Twitter is capitalizing on users’ growing interest in ecommerce by experimenting on new shopping features. The experimental feature which has been confirmed by Twitter, will display tweets that link out to ecommerce product page, according to TechCrunch. The feature which takes the form of a new Twitter card, will have a “Shop” button and integrate product details directly into your tweets. This will include the product’s name, shop’s name, and product pricing.
As you can see from the screenshot, which was posted by social media commentator Matt Navarra, a new Twitter Card contained links to product pages on a shop’s website. Twitter has confirmed to TechCrunch that the tweet is an example of a new treatment for “organic” tweets that are focused on ecommerce.
The experiment may not be unconnected with a statement made by Twitter Revenue Lead, Bruce Falck, during an event a couple of days ago. In the statement per TechCrunch, Falck said: “We’re…starting to explore ways to better support commerce on Twitter.”
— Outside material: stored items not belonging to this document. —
//! Track handles and the parameters that can be set on them.

use std::fmt::{Display, Formatter};

use crate::format::{ChannelMask, MixFormat, SampleFormat};
use crate::provider::DownmixType;

/// Handle to an allocated track slot.
#[derive(Debug, Clone, Copy, PartialEq, Eq, Hash, PartialOrd, Ord)]
pub struct TrackName(u8);

impl TrackName {
    pub(crate) fn from_index(index: usize) -> Self {
        Self(index as u8)
    }

    /// Slot index, `0..32`.
    pub fn index(self) -> usize {
        usize::from(self.0)
    }

    /// Bit of this track in the mixer's name masks.
    pub fn bit(self) -> u32 {
        1 << self.0
    }
}

impl Display for TrackName {
    fn fmt(&self, f: &mut Formatter<'_>) -> std::fmt::Result {
        write!(f, "track{}", self.0)
    }
}

/// Index of a main or auxiliary bus.
#[derive(Debug, Clone, Copy, PartialEq, Eq, Hash, PartialOrd, Ord, Default)]
pub struct BusId(pub usize);

impl Display for BusId {
    fn fmt(&self, f: &mut Formatter<'_>) -> std::fmt::Result {
        write!(f, "bus{}", self.0)
    }
}

/// Structural track settings.
#[derive(Debug, Clone, Copy, PartialEq)]
pub enum TrackParameter {
    ChannelMask(ChannelMask),
    Format(SampleFormat),
    /// Stereo bus the track is mixed into.
    MainBuffer(BusId),
    /// Mono bus receiving the track's effect send, or none.
    AuxBuffer(Option<BusId>),
    DownmixType(DownmixType),
    /// Representation of the main bus the track writes.
    MixerFormat(MixFormat),
}

/// Sample-rate conversion settings.
#[derive(Debug, Clone, Copy, PartialEq, Eq)]
pub enum ResampleParameter {
    /// Rate of the track's provider, in Hz.
    SampleRate(u32),
    /// Drop staged frames and restart the interpolation phase.
    Reset,
    /// Drop the resampler and return to the mix rate.
    Remove,
}

/// Gain settings, linear and clamped to `[0, 1]`.
#[derive(Debug, Clone, Copy, PartialEq)]
pub enum VolumeParameter {
    Volume0(f32),
    Volume1(f32),
    AuxLevel(f32),
}

/// A parameter write addressed to one track.
#[derive(Debug, Clone, Copy, PartialEq)]
pub enum Parameter {
    Track(TrackParameter),
    Resample(ResampleParameter),
    /// Gain change ramped linearly over the configured ramp length.
    RampVolume(VolumeParameter),
    /// Gain change applied from the next frame.
    Volume(VolumeParameter),
}

impl From<TrackParameter> for Parameter {
    fn from(value: TrackParameter) -> Self {
        Self::Track(value)
    }
}

impl From<ResampleParameter> for Parameter {
    fn from(value: ResampleParameter) -> Self {
        Self::Resample(value)
    }
}
//! Per-track sample-rate conversion.
//!
//! The resampler pulls frames from a track's provider into a fixed staging
//! area and interpolates between them with a 32.32 fixed-point phase
//! accumulator. Upstream frames are released as soon as they are staged; the
//! frames staged but not yet stepped over are reported by
//! [`Resampler::unreleased_frames`].

use serde::{Deserialize, Serialize};

use crate::convert::samples_to_f32;
use crate::provider::BufferProvider;

/// Largest supported ratio of input rate to output rate.
pub const MAX_RATE_RATIO: u32 = 2;

const PHASE_BITS: u32 = 32;
const PHASE_SCALE: f32 = (1u64 << PHASE_BITS) as f32;

/// Interpolation used between input frames.
#[derive(Debug, Clone, Copy, PartialEq, Eq, Hash, Default, Serialize, Deserialize)]
#[serde(rename_all = "snake_case")]
pub enum ResamplerQuality {
    /// Two-point linear interpolation.
    #[default]
    Linear,
    /// Four-point Catmull-Rom interpolation.
    Cubic,
}

impl ResamplerQuality {
    /// Frames kept behind the read position.
    fn history(self) -> usize {
        match self {
            Self::Linear => 0,
            Self::Cubic => 1,
        }
    }

    /// Frames needed ahead of the read position.
    fn lookahead(self) -> usize {
        match self {
            Self::Linear => 1,
            Self::Cubic => 2,
        }
    }
}

/// Fixed-point phase increment for converting `input_rate` to `output_rate`.
fn phase_increment(input_rate: u32, output_rate: u32) -> u64 {
    (u64::from(input_rate) << PHASE_BITS) / u64::from(output_rate.max(1))
}

#[inline]
fn cubic(p0: f32, p1: f32, p2: f32, p3: f32, t: f32) -> f32 {
    let a0 = -0.5 * p0 + 1.5 * p1 - 1.5 * p2 + 0.5 * p3;
    let a1 = p0 - 2.5 * p1 + 2.0 * p2 - 0.5 * p3;
    let a2 = -0.5 * p0 + 0.5 * p2;
    ((a0 * t + a1) * t + a2) * t + p1
}

/// Sample-rate converter producing unity-gain interleaved float frames.
#[derive(Debug, Clone)]
pub struct Resampler {
    quality: ResamplerQuality,
    channels: usize,
    input_rate: u32,
    output_rate: u32,
    increment: u64,
    fraction: u32,
    staging: Vec<f32>,
    /// Frames currently staged, including history.
    staged: usize,
    /// Integer read position in frames.
    index: usize,
}

impl Resampler {
    /// Create a resampler.
    ///
    /// # Arguments
    /// - `quality`: Interpolation to use.
    /// - `channels`: Interleaved channel count (1 or 2).
    /// - `input_rate`: Rate of the upstream provider.
    /// - `output_rate`: Rate frames are produced at.
    /// - `max_output_frames`: Largest block requested from [`Resampler::resample`].
    pub fn new(
        quality: ResamplerQuality,
        channels: usize,
        input_rate: u32,
        output_rate: u32,
        max_output_frames: usize,
    ) -> Self {
        let channels = channels.max(1);
        let capacity = max_output_frames.max(1) * MAX_RATE_RATIO as usize
            + quality.history()
            + quality.lookahead()
            + 1;
        let history = quality.history();
        Self {
            quality,
            channels,
            input_rate,
            output_rate,
            increment: phase_increment(input_rate, output_rate),
            fraction: 0,
            staging: vec![0.0; capacity * channels],
            staged: history,
            index: history,
        }
    }

    pub fn quality(&self) -> ResamplerQuality {
        self.quality
    }

    pub fn channels(&self) -> usize {
        self.channels
    }

    pub fn input_rate(&self) -> u32 {
        self.input_rate
    }

    pub fn output_rate(&self) -> u32 {
        self.output_rate
    }

    /// Change the input rate, keeping the current phase and staged frames.
    pub fn set_sample_rate(&mut self, input_rate: u32) {
        self.input_rate = input_rate;
        self.increment = phase_increment(input_rate, self.output_rate);
    }

    /// Discard staged frames and restart the phase at zero.
    pub fn reset(&mut self) {
        let history = self.quality.history();
        self.staging[..history * self.channels].fill(0.0);
        self.staged = history;
        self.index = history;
        self.fraction = 0;
    }

    /// Frames pulled from upstream that have not been stepped over yet.
    pub fn unreleased_frames(&self) -> usize {
        self.staged.saturating_sub(self.index)
    }

    /// Produce up to `frames` interleaved frames into `output`.
    ///
    /// `pts` is the presentation time of the first produced frame; requests
    /// to `provider` carry the time of the output frame being produced.
    ///
    /// # Returns
    /// Frames written. Fewer than `frames` means `provider` ran dry.
    pub fn resample(
        &mut self,
        output: &mut [f32],
        frames: usize,
        provider: &mut dyn BufferProvider,
        pts: Option<i64>,
    ) -> usize {
        let channels = self.channels;
        let lookahead = self.quality.lookahead();
        let frames = frames.min(output.len() / channels);
        let mut produced = 0;
        while produced < frames {
            if self.index + lookahead >= self.staged {
                let frame_pts =
                    pts.map(|pts| pts + frames_to_nanos(produced, self.output_rate));
                if !self.fill(provider, frame_pts) {
                    break;
                }
                continue;
            }

            let t = self.fraction as f32 / PHASE_SCALE;
            let base = self.index * channels;
            let out = &mut output[produced * channels..(produced + 1) * channels];
            match self.quality {
                ResamplerQuality::Linear => {
                    for (channel, slot) in out.iter_mut().enumerate() {
                        let a = self.staging[base + channel];
                        let b = self.staging[base + channels + channel];
                        *slot = a + (b - a) * t;
                    }
                }
                ResamplerQuality::Cubic => {
                    for (channel, slot) in out.iter_mut().enumerate() {
                        let at = |offset: usize| self.staging[base + offset + channel - channels];
                        *slot = cubic(at(0), at(channels), at(2 * channels), at(3 * channels), t);
                    }
                }
            }

            produced += 1;
            let phase = u64::from(self.fraction) + self.increment;
            self.index += (phase >> PHASE_BITS) as usize;
            self.fraction = phase as u32;
        }
        produced
    }

    /// Compact the staging area and pull more frames from `provider`.
    fn fill(&mut self, provider: &mut dyn BufferProvider, pts: Option<i64>) -> bool {
        let channels = self.channels;
        let keep_from = (self.index - self.quality.history()).min(self.staged);
        if keep_from > 0 {
            self.staging
                .copy_within(keep_from * channels..self.staged * channels, 0);
            self.staged -= keep_from;
            self.index -= keep_from;
        }

        let capacity = self.staging.len() / channels;
        let room = capacity - self.staged;
        let granted = match provider.get_next_buffer(room, pts) {
            Some(buffer) => {
                let granted = buffer.frames.min(room);
                let start = self.staged * channels;
                samples_to_f32(
                    &buffer.samples,
                    &mut self.staging[start..start + granted * channels],
                );
                granted
            }
            None => return false,
        };
        provider.release_buffer(granted);
        self.staged += granted;
        granted > 0
    }
}

/// Duration of `frames` frames at `rate`, in nanoseconds.
pub fn frames_to_nanos(frames: usize, rate: u32) -> i64 {
    (frames as i64).saturating_mul(1_000_000_000) / i64::from(rate.max(1))
}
“We know people come to Twitter to interact with brands and discuss their favorite products. In fact, you may have even noticed some businesses already developing creative ways to enable sales on our platform,” Falck said.
“This demand gives us confidence in the power of combining real-time conversation with an engaged and intentional audience. Imagine easily discovering, and quickly purchasing, a new skincare product or trendy sneaker from a brand you follow with only a few clicks,” he added.
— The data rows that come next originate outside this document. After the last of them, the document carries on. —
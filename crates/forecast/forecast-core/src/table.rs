//! Delimited table ingestion
//!
//! The first column holds timestamps and the target column is picked by
//! header name. Cells that fail to parse become missing instead of failing
//! the whole read; [`crate::clean`] drops those rows afterwards.

use std::io::Read;

use chrono::{DateTime, NaiveDate, NaiveDateTime};
use forecast_spi::{ForecastError, Result};
use tracing::debug;

use crate::clean::Observation;

const DATETIME_FORMATS: &[&str] = &[
    "%Y-%m-%d %H:%M:%S%.f",
    "%Y-%m-%dT%H:%M:%S%.f",
    "%Y-%m-%d %H:%M",
    "%Y/%m/%d %H:%M:%S",
];

const DATE_FORMATS: &[&str] = &["%Y-%m-%d", "%Y/%m/%d", "%d/%m/%Y", "%d-%m-%Y"];

/// Parse a timestamp cell; None when no known format matches
pub fn parse_timestamp(raw: &str) -> Option<NaiveDateTime> {
    let raw = raw.trim();
    if raw.is_empty() {
        return None;
    }

    if let Ok(dt) = DateTime::parse_from_rfc3339(raw) {
        return Some(dt.naive_utc());
    }

    for fmt in DATETIME_FORMATS {
        if let Ok(dt) = NaiveDateTime::parse_from_str(raw, fmt) {
            return Some(dt);
        }
    }

    DATE_FORMATS
        .iter()
        .find_map(|fmt| NaiveDate::parse_from_str(raw, fmt).ok())
        .and_then(|d| d.and_hms_opt(0, 0, 0))
}

/// Parse a numeric cell; None when empty, unparsable or not finite
pub fn parse_value(raw: &str) -> Option<f64> {
    raw.trim()
        .parse::<f64>()
        .ok()
        .filter(|v| v.is_finite())
}

/// Reader for delimited tables with a header row
#[derive(Debug, Clone, Copy, PartialEq, Eq)]
pub struct TableReader {
    delimiter: u8,
}

impl Default for TableReader {
    fn default() -> Self {
        Self { delimiter: b',' }
    }
}

impl TableReader {
    pub fn new() -> Self {
        Self::default()
    }

    /// Use a different field delimiter, e.g. `b';'` or `b'\t'`
    pub fn delimiter(mut self, delimiter: u8) -> Self {
        self.delimiter = delimiter;
        self
    }

    /// Header names of a table
    pub fn headers<R: Read>(&self, reader: R) -> Result<Vec<String>> {
        let mut csv = self.csv_reader(reader);
        let headers = csv
            .headers()
            .map_err(|e| ForecastError::Table(e.to_string()))?;
        Ok(headers.iter().map(String::from).collect())
    }

    /// Read `(timestamp, target)` observations from a table
    pub fn read<R: Read>(&self, reader: R, target: &str) -> Result<Vec<Observation>> {
        let mut csv = self.csv_reader(reader);

        let headers = csv
            .headers()
            .map_err(|e| ForecastError::Table(e.to_string()))?
            .clone();

        let target_idx = headers
            .iter()
            .position(|h| h == target)
            .ok_or_else(|| {
                ForecastError::invalid_configuration(
                    "target",
                    format!("column '{}' not found", target),
                )
            })?;
        if target_idx == 0 {
            return Err(ForecastError::invalid_configuration(
                "target",
                format!("column '{}' is the timestamp column", target),
            ));
        }

        let mut observations = Vec::new();
        for record in csv.records() {
            let record = record.map_err(|e| ForecastError::Table(e.to_string()))?;
            observations.push(Observation::new(
                record.get(0).and_then(parse_timestamp),
                record.get(target_idx).and_then(parse_value),
            ));
        }

        debug!(
            rows = observations.len(),
            column = target,
            timestamp_column = headers.get(0).unwrap_or_default(),
            "read table"
        );

        Ok(observations)
    }

    fn csv_reader<R: Read>(&self, reader: R) -> csv::Reader<R> {
        csv::ReaderBuilder::new()
            .delimiter(self.delimiter)
            .trim(csv::Trim::All)
            .from_reader(reader)
    }
}

/// Read observations from a comma-separated table
pub fn read_observations<R: Read>(reader: R, target: &str) -> Result<Vec<Observation>> {
    TableReader::new().read(reader, target)
}

#[cfg(test)]
mod tests {
    use super::*;
    use chrono::NaiveTime;

    fn date(y: i32, m: u32, d: u32) -> NaiveDateTime {
        NaiveDate::from_ymd_opt(y, m, d)
            .unwrap()
            .and_time(NaiveTime::MIN)
    }

    #[test]
    fn test_parse_timestamp_formats() {
        let expected = date(2024, 3, 15);
        assert_eq!(parse_timestamp("2024-03-15"), Some(expected));
        assert_eq!(parse_timestamp("2024/03/15"), Some(expected));
        assert_eq!(parse_timestamp("15/03/2024"), Some(expected));
        assert_eq!(parse_timestamp(" 2024-03-15 00:00:00 "), Some(expected));
        assert_eq!(parse_timestamp("2024-03-15T00:00:00"), Some(expected));
    }

    #[test]
    fn test_parse_timestamp_with_time_and_offset() {
        let with_time = parse_timestamp("2024-03-15 13:45:10").unwrap();
        assert_eq!(with_time, date(2024, 3, 15) + chrono::Duration::seconds(49_510));

        let rfc = parse_timestamp("2024-03-15T14:00:00+01:00").unwrap();
        assert_eq!(rfc, date(2024, 3, 15) + chrono::Duration::hours(13));

        let fractional = parse_timestamp("2024-03-15 00:00:00.5").unwrap();
        assert_eq!(fractional, date(2024, 3, 15) + chrono::Duration::milliseconds(500));
    }

    #[test]
    fn test_parse_timestamp_invalid() {
        assert_eq!(parse_timestamp(""), None);
        assert_eq!(parse_timestamp("not a date"), None);
        assert_eq!(parse_timestamp("2024-13-40"), None);
    }

    #[test]
    fn test_parse_value() {
        assert_eq!(parse_value(" 12.5 "), Some(12.5));
        assert_eq!(parse_value("-3"), Some(-3.0));
        assert_eq!(parse_value(""), None);
        assert_eq!(parse_value("n/a"), None);
        assert_eq!(parse_value("NaN"), None);
        assert_eq!(parse_value("inf"), None);
    }

    #[test]
    fn test_read_target_column() {
        let data = "date,sales,visits\n2024-01-01,10,100\n2024-01-02,12,110\n";
        let rows = read_observations(data.as_bytes(), "visits").unwrap();
        assert_eq!(rows.len(), 2);
        assert_eq!(rows[0], Observation::complete(date(2024, 1, 1), 100.0));
        assert_eq!(rows[1], Observation::complete(date(2024, 1, 2), 110.0));
    }

    #[test]
    fn test_unparsable_cells_become_missing() {
        let data = "date,sales\nyesterday,10\n2024-01-02,\n2024-01-03,abc\n2024-01-04,4\n";
        let rows = read_observations(data.as_bytes(), "sales").unwrap();
        assert_eq!(rows.len(), 4);
        assert_eq!(rows[0].timestamp, None);
        assert_eq!(rows[1].value, None);
        assert_eq!(rows[2].value, None);
        assert!(rows[3].is_complete());
    }

    #[test]
    fn test_unknown_target_column() {
        let data = "date,sales\n2024-01-01,1\n";
        let err = read_observations(data.as_bytes(), "profit").unwrap_err();
        assert!(matches!(err, ForecastError::InvalidConfiguration { .. }));
    }

    #[test]
    fn test_target_cannot_be_timestamp_column() {
        let data = "date,sales\n2024-01-01,1\n";
        let err = read_observations(data.as_bytes(), "date").unwrap_err();
        assert!(err.to_string().contains("timestamp column"));
    }

    #[test]
    fn test_ragged_rows_are_table_errors() {
        let data = "date,sales\n2024-01-01,1,extra\n";
        let err = read_observations(data.as_bytes(), "sales").unwrap_err();
        assert!(matches!(err, ForecastError::Table(_)));
    }

    #[test]
    fn test_semicolon_delimiter() {
        let data = "tanggal;penjualan\n01/02/2024;7,5\n";
        let reader = TableReader::new().delimiter(b';');
        let rows = reader.read(data.as_bytes(), "penjualan").unwrap();
        assert_eq!(rows[0].timestamp, Some(date(2024, 2, 1)));
        // Decimal commas are not numbers
        assert_eq!(rows[0].value, None);
    }

    #[test]
    fn test_headers() {
        let data = "date, a ,b\n";
        let headers = TableReader::new().headers(data.as_bytes()).unwrap();
        assert_eq!(headers, vec!["date", "a", "b"]);
    }
}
Still on experiments, Twitter has pulled the plug on its threaded reply—a feature that never really got off the mark. Actually, it was an experiment while it lasted, and the fact that Twitter did not consider it good enough for a wider roll out shows it really should not have been added in the first place.
In a tweet last December, the microblogging company said threaded replies made it “harder to read and join conversations.” The essence of adding it in the first place was to make conversations better—but it never worked. The user feedback it got from experimenting with the feature helped Twitter to arrive at a decision.
“We asked and you let us know this reply layout wasn’t it, as it was harder to read and join conversations,” the social media giant wrote in a tweet. “So we’ve turned off this format to work on other ways to improve conversations on Twitter.”
Hopefully some more useful ways of getting involved in conversations is added pretty soon. Until then, I guess we are stuck with scrolling down endlessly just to find out what exactly is the exact reason for the conversation in the first place.